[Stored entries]
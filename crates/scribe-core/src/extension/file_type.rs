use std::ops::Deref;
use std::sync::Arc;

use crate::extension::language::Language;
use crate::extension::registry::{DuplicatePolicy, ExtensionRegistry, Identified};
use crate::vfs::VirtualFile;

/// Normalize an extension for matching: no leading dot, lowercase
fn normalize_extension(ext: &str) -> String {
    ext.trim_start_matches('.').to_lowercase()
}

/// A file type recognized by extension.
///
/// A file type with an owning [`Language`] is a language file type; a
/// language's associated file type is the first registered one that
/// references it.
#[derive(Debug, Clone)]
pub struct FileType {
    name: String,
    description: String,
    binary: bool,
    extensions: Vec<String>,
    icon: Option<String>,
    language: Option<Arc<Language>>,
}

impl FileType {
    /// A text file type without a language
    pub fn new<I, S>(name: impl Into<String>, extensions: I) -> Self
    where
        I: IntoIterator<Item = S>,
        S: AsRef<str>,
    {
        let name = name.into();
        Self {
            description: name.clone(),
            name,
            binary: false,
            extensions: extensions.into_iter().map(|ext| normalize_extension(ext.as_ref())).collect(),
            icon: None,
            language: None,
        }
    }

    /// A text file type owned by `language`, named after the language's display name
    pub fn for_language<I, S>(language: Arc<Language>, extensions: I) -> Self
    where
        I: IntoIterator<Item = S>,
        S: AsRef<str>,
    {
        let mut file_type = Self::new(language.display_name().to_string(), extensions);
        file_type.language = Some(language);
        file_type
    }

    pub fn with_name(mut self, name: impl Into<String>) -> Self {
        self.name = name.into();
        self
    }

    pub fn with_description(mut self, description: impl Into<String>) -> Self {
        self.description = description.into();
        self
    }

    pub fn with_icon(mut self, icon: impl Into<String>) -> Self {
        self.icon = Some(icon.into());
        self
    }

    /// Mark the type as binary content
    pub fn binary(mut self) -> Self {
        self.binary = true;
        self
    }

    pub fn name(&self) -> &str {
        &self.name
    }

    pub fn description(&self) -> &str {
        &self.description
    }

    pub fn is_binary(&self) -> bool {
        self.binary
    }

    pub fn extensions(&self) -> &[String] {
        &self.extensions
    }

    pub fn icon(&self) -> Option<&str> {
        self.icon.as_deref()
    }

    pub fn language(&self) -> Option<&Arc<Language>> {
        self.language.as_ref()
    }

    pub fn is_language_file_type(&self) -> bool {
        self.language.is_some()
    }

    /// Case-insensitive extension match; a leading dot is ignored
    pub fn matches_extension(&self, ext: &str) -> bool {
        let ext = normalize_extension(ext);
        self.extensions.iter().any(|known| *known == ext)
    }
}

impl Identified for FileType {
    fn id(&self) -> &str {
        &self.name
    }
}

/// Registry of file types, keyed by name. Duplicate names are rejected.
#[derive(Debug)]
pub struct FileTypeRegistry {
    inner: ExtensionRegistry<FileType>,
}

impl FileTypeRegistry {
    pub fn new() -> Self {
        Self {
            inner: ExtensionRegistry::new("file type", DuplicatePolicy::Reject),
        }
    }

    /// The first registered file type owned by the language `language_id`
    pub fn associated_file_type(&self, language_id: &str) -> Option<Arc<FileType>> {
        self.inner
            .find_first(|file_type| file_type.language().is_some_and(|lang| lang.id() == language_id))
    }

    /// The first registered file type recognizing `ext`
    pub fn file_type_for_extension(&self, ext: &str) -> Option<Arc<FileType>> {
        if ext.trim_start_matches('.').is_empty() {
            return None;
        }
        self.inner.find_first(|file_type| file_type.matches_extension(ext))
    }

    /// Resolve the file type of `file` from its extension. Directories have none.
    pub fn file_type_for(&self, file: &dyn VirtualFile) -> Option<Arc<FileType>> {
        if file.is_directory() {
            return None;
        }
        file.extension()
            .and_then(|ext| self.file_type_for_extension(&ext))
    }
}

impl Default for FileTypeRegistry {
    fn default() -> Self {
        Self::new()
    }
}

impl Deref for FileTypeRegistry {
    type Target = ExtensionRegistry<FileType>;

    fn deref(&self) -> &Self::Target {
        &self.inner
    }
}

● **REQUIRED WORK**
For the string "FileTypeRegistry", work out how many lines of the entries contain it and reply with that number alone.

● **OUTPUT OF THE TASK**
4